Fearing Mohács: Orbán’s Recipe for Refugees

Is it not worrying in itself that European Christianity is now barely able to keep Europe Christian?

— Viktor Orbán, Frankfurter Allgemeine Zeitung, September 3, 2015

The Hungarian Prime Minister, Viktor Orbán, is getting his figures, and history, muddled.  In many contexts, history is often cited, less as an opportunity to inspire than to enrage and enforce a status quo. The better spirits of men and women are left behind, and in place, fear plays takes centre stage.

The human throngs making their way to various European transit points as of this writing have struck fear into the right wing Orbán government.  A range of measures have been enacted, the sort one would expect from a government in fear of its own life.

These include three-year jail terms for those breaching the razor-wire barrier being built along the Hungarian-Serbian border. Hungarian citizens who collaborate or provide assistance to that end, including aid and shelter, also face state sanctioned punishments.

Orbán’s views on resettling Syrian refugees, among others, in Europe, are making their way up the charts of populist eccentricity. For him, Europe is under incessant siege, and rather than treating Clio as wise and far sighted, he is treating the Muse of history as insightfully dangerous.

The Turkish horde that besieged Vienna twice during the might of the Ottoman Empire has been reincarnated.  “We shouldn’t forget that the people who are coming here grew up in a different religion and represent a completely different culture. Most are not Christian, but Muslim.”

This theme is a constant one for Orbán, despite having been an atheist. The mysticism that accompanies the craft of protecting the state brings with it strange stimulants.  The sacred state becomes the voice of God – or some deity, and Orbán doesn’t resist harking back to it.

The European centre, in this context, is Christian, and by definition, opposed to perceived rivals.  This insular myth allows Orbán to keep busy about a fiction: that Europe was somehow immutable in its institutions and cultures, worshipping at the same altar.  Islam had no role to play, despite being Europe’s cultural incubator for centuries as the sacred centre slumbered.

By implication, allowing non-Christian individuals (read Muslim) into the centre is an invitation to conquest, surrender, and subjugation. “Everything which is now taking place before our eyes threatens to have explosive consequences for the whole of Europe. We must acknowledge that the European Union’s misguided immigration policy is responsible for this situation.”

This is the classic counter rhetoric that warns of re-visiting victimisation.  The Hungarian sense of being done out of history’s rewards is powerful.  From empire to ruin is a powerful theme, one that resounds from the battlegrounds of Mohács (1526), where Suleiman the Magnificent dealt the death blow to the Jagiellon dynasty, to World War II. Outsiders, invaders, and sinister external forces are the demons to be wary of.  As with the aftermath of Mohács, partition from all sides will stare you in the face.

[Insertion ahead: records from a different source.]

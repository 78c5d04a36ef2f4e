use std::collections::btree_map::{self, BTreeMap};
use std::collections::HashSet;

use typebind_types::{format_type, ClassId, ClassType, Type, TypeEnv, TypeVarId};

use crate::error::ResolveError;

/// Type-variable bindings of one concrete instantiation.
///
/// Keys are type variable identities; values are what the variable is bound to at that
/// instantiation, which may itself be an unbound type variable when the hierarchy never supplies
/// a concrete argument. A map is built once and never mutated afterwards.
#[derive(Clone, Debug, Default, PartialEq, Eq)]
pub struct SubstitutionMap {
    bindings: BTreeMap<TypeVarId, Type>,
}

impl SubstitutionMap {
    /// Build the map for `ty`.
    ///
    /// * `Pair<String, Integer>` binds `Pair`'s own variables and nothing else.
    /// * A class is walked from itself up to the root. At each class the generic superclass and
    ///   the directly declared generic interfaces contribute bindings. Super-interfaces of those
    ///   interfaces are not visited.
    ///
    /// Fails only for a bare type variable.
    pub fn build(env: &dyn TypeEnv, ty: &Type) -> Result<Self, ResolveError> {
        let map = match ty {
            Type::Parameterized(class_type) => {
                let mut map = Self::default();
                map.bind_supertype(env, class_type);
                map
            }
            Type::Concrete(class) => Self::walk_hierarchy(env, *class),
            Type::TypeVar(_) => return Err(ResolveError::InvalidInput(format_type(env, ty))),
        };
        tracing::debug!(
            ty = %format_type(env, ty),
            bindings = map.len(),
            "built substitution map"
        );
        Ok(map)
    }

    fn walk_hierarchy(env: &dyn TypeEnv, start: ClassId) -> Self {
        let mut map = Self::default();
        let mut visited = HashSet::new();
        let mut current = Some(start);

        while let Some(class) = current {
            let name = env.class_name(class).unwrap_or_default();
            if !visited.insert(class) {
                tracing::debug!(class = name, "superclass chain revisits a class; stopping");
                break;
            }
            if env.class(class).is_none() {
                tracing::debug!(class = name, "no metadata for class; stopping");
                break;
            }

            let super_class = env.generic_superclass(class);
            if let Some(Type::Parameterized(sup)) = super_class {
                map.bind_supertype(env, sup);
            }
            for iface in env.generic_interfaces(class) {
                if let Type::Parameterized(iface) = iface {
                    map.bind_supertype(env, iface);
                }
            }

            current = super_class.and_then(Type::raw_class);
        }

        map
    }

    /// Zip the declared variables of `supertype`'s class with its arguments.
    ///
    /// An argument that is itself an already-bound variable is replaced by its binding, so the
    /// map stays transitively resolved while walking from derived to base. Existing bindings are
    /// never replaced.
    fn bind_supertype(&mut self, env: &dyn TypeEnv, supertype: &ClassType) {
        let params = env.type_params(supertype.def);
        if params.len() != supertype.args.len() {
            tracing::debug!(
                class = env.class_name(supertype.def).unwrap_or_default(),
                expected = params.len(),
                found = supertype.args.len(),
                "type argument count mismatch"
            );
        }

        for (param, arg) in params.iter().zip(&supertype.args) {
            let arg = self.lookup(arg);
            match self.bindings.entry(*param) {
                btree_map::Entry::Vacant(slot) => {
                    tracing::trace!(param = ?param, arg = ?arg, "bound type variable");
                    slot.insert(arg);
                }
                btree_map::Entry::Occupied(existing) => {
                    tracing::trace!(
                        param = ?param,
                        kept = ?existing.get(),
                        ignored = ?arg,
                        "type variable already bound by a more derived type"
                    );
                }
            }
        }
    }

    pub fn get(&self, var: TypeVarId) -> Option<&Type> {
        self.bindings.get(&var)
    }

    /// Single-level lookup: a bound type variable yields its binding, anything else is returned
    /// unchanged. Arguments nested inside a parameterized type are not visited.
    pub fn lookup(&self, ty: &Type) -> Type {
        match ty {
            Type::TypeVar(id) => self.bindings.get(id).cloned().unwrap_or_else(|| ty.clone()),
            Type::Concrete(_) | Type::Parameterized(_) => ty.clone(),
        }
    }

    /// Substitute every bound variable in `ty`, including nested arguments.
    ///
    /// The resolver itself only ever substitutes one level (see [`SubstitutionMap::lookup`]);
    /// this is for callers that want the fully instantiated type.
    pub fn apply(&self, ty: &Type) -> Type {
        if !ty.mentions_type_vars() {
            return ty.clone();
        }
        let mut active = Vec::new();
        self.apply_inner(ty, &mut active)
    }

    fn apply_inner(&self, ty: &Type, active: &mut Vec<TypeVarId>) -> Type {
        match ty {
            Type::Concrete(_) => ty.clone(),
            Type::TypeVar(id) => {
                if active.contains(id) {
                    return ty.clone();
                }
                match self.bindings.get(id) {
                    Some(bound) if bound != ty => {
                        active.push(*id);
                        let out = self.apply_inner(bound, active);
                        active.pop();
                        out
                    }
                    _ => ty.clone(),
                }
            }
            Type::Parameterized(ClassType { def, args }) => Type::Parameterized(ClassType {
                def: *def,
                args: args
                    .iter()
                    .map(|arg| self.apply_inner(arg, active))
                    .collect(),
            }),
        }
    }

    pub fn len(&self) -> usize {
        self.bindings.len()
    }

    pub fn is_empty(&self) -> bool {
        self.bindings.is_empty()
    }

    /// Bindings ordered by type variable id.
    pub fn iter(&self) -> impl Iterator<Item = (TypeVarId, &Type)> + '_ {
        self.bindings.iter().map(|(var, ty)| (*var, ty))
    }
}

#[cfg(test)]
mod tests {
    use super::*;
    use typebind_types::{ClassDef, ClassKind, TypeStore};

    fn class(store: &mut TypeStore, name: &str, params: &[&str]) -> (ClassId, Vec<TypeVarId>) {
        let id = store.intern_class_id(name);
        let params: Vec<_> = params.iter().map(|p| store.add_type_param(*p, id)).collect();
        let mut def = ClassDef::empty(name, ClassKind::Class);
        def.type_params = params.clone();
        store.define_class(id, def);
        (id, params)
    }

    fn set_supers(
        store: &mut TypeStore,
        id: ClassId,
        super_class: Option<Type>,
        ifaces: Vec<Type>,
    ) {
        let def = store.class_mut(id).unwrap();
        def.super_class = super_class;
        def.interfaces = ifaces;
    }

    #[test]
    fn parameterized_handle_binds_one_level() {
        let store = TypeStore::with_minimal_jdk();
        let wk = store.well_known().unwrap();
        let ty = Type::class(wk.array_list, vec![Type::Concrete(wk.string)]);

        let map = SubstitutionMap::build(&store, &ty).unwrap();
        let e = store.type_params(wk.array_list)[0];
        assert_eq!(map.len(), 1);
        assert_eq!(map.get(e), Some(&Type::Concrete(wk.string)));

        // `ArrayList`'s own `implements List<E>` is not walked for a parameterized handle.
        let list_e = store.type_params(wk.list)[0];
        assert_eq!(map.get(list_e), None);
    }

    #[test]
    fn type_variable_handle_is_rejected() {
        let store = TypeStore::with_minimal_jdk();
        let wk = store.well_known().unwrap();
        let e = store.type_params(wk.list)[0];

        let err = SubstitutionMap::build(&store, &Type::TypeVar(e)).unwrap_err();
        assert_eq!(err, ResolveError::InvalidInput("E".to_string()));
    }

    #[test]
    fn more_derived_binding_is_kept() {
        let mut store = TypeStore::default();
        let string = store.add_class(ClassDef::empty("String", ClassKind::Class));
        let integer = store.add_class(ClassDef::empty("Integer", ClassKind::Class));
        let (iface, iface_params) = class(&mut store, "I", &["T"]);
        let (base, _) = class(&mut store, "Base", &[]);
        let (derived, _) = class(&mut store, "Derived", &[]);

        // class Base implements I<Integer>; class Derived extends Base implements I<String>
        let i_of = |ty| Type::class(iface, vec![Type::Concrete(ty)]);
        set_supers(&mut store, base, None, vec![i_of(integer)]);
        set_supers(&mut store, derived, Some(Type::Concrete(base)), vec![i_of(string)]);

        let map = SubstitutionMap::build(&store, &Type::Concrete(derived)).unwrap();
        assert_eq!(map.get(iface_params[0]), Some(&Type::Concrete(string)));
    }

    #[test]
    fn cyclic_superclass_chain_terminates() {
        let mut store = TypeStore::default();
        let (a, a_params) = class(&mut store, "A", &["X"]);
        let (b, b_params) = class(&mut store, "B", &["Y"]);
        set_supers(&mut store, a, Some(Type::class(b, vec![Type::TypeVar(a_params[0])])), vec![]);
        set_supers(&mut store, b, Some(Type::class(a, vec![Type::TypeVar(b_params[0])])), vec![]);

        let map = SubstitutionMap::build(&store, &Type::Concrete(a)).unwrap();
        assert_eq!(map.get(b_params[0]), Some(&Type::TypeVar(a_params[0])));
    }

    #[test]
    fn walk_stops_at_classes_without_metadata() {
        let mut store = TypeStore::default();
        let placeholder = store.intern_class_id("Unknown");
        let (child, _) = class(&mut store, "Child", &[]);
        set_supers(&mut store, child, Some(Type::Concrete(placeholder)), vec![]);

        let map = SubstitutionMap::build(&store, &Type::Concrete(child)).unwrap();
        assert!(map.is_empty());
    }

    #[test]
    fn mismatched_arity_zips_shortest() {
        let mut store = TypeStore::default();
        let string = store.add_class(ClassDef::empty("String", ClassKind::Class));
        let (pair, pair_params) = class(&mut store, "Pair", &["L", "R"]);

        let ty = Type::class(pair, vec![Type::Concrete(string)]);
        let map = SubstitutionMap::build(&store, &ty).unwrap();
        assert_eq!(map.get(pair_params[0]), Some(&Type::Concrete(string)));
        assert_eq!(map.get(pair_params[1]), None);
    }

    #[test]
    fn apply_substitutes_nested_arguments() {
        let store = TypeStore::with_minimal_jdk();
        let wk = store.well_known().unwrap();
        let list_e = store.type_params(wk.list)[0];
        let map = SubstitutionMap::build(
            &store,
            &Type::class(wk.list, vec![Type::Concrete(wk.string)]),
        )
        .unwrap();

        let nested = Type::class(wk.list, vec![Type::class(wk.list, vec![Type::TypeVar(list_e)])]);
        assert_eq!(map.lookup(&nested), nested);
        assert_eq!(
            map.apply(&Type::Concrete(wk.string)),
            Type::Concrete(wk.string)
        );
        assert_eq!(
            map.apply(&nested),
            Type::class(
                wk.list,
                vec![Type::class(wk.list, vec![Type::Concrete(wk.string)])]
            )
        );
    }

    #[test]
    fn apply_does_not_loop_on_self_referential_bindings() {
        let store = TypeStore::with_minimal_jdk();
        let wk = store.well_known().unwrap();
        let list_e = store.type_params(wk.list)[0];

        // List<List<E>>: E is bound to a type mentioning E itself.
        let ty = Type::class(wk.list, vec![Type::class(wk.list, vec![Type::TypeVar(list_e)])]);
        let map = SubstitutionMap::build(&store, &ty).unwrap();

        assert_eq!(
            map.apply(&Type::TypeVar(list_e)),
            Type::class(wk.list, vec![Type::TypeVar(list_e)])
        );
    }
}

Orbán, suitably aware of these historical references, has put his money (well, the taxpayers) where his mouth is.  Church-owned schools have been allowed, courtesy of benefits, to flourish, enabling the spread of “national, Christian and European traditions”.  These are the symbolic trenches, awaiting the enemy that is around the corner.

To critics, the Hungarian leader has one, repeated rebuff.  And yes, it comes in the form of historical experience, because that explains everything. To former Polish prime minister and current president of the European Council, Donald Tusk, Orbán explained that he had “to say that when it comes to living together with Muslim communities, we are the only ones who have experience because we had the possibility to go through that experience for 150 years.” (He conveniently leaves the Serbs and Greeks out of this equation.)

Such commentary seems at odds with what was said in 2013 during the opening of a Hungarian cultural centre in Istanbul.  Then, at least, the historically invasive Turk was treated with greater accommodation.  “Being Hungarian in Turkey is a good thing,” suggested Orbán, “and being Turkish in Hungary is a good thing.”

Not so now.  The militarisation of the entire refugee issue is in full swing. From London to Budapest, there is a sense that asylum seekers and designated refugees have hidden arms, dangerous messengers of a subterranean Caliphate.  People trafficking networks are their allies.

In all of this, Orbán gives an impression that Europe should thank this modern soldier against immigration, guarding the gates against the hordes.  All this, despite the recent decision to use buses to transfer the initially detained refugees to Austria and Germany. “Ceterum censeo: there is no alternative, and we have no option but to defend our borders.” This absurdity which leads to a self-imposed logic of fear is reductionist and even pathological: avoid, whatever the cost, another Mohács.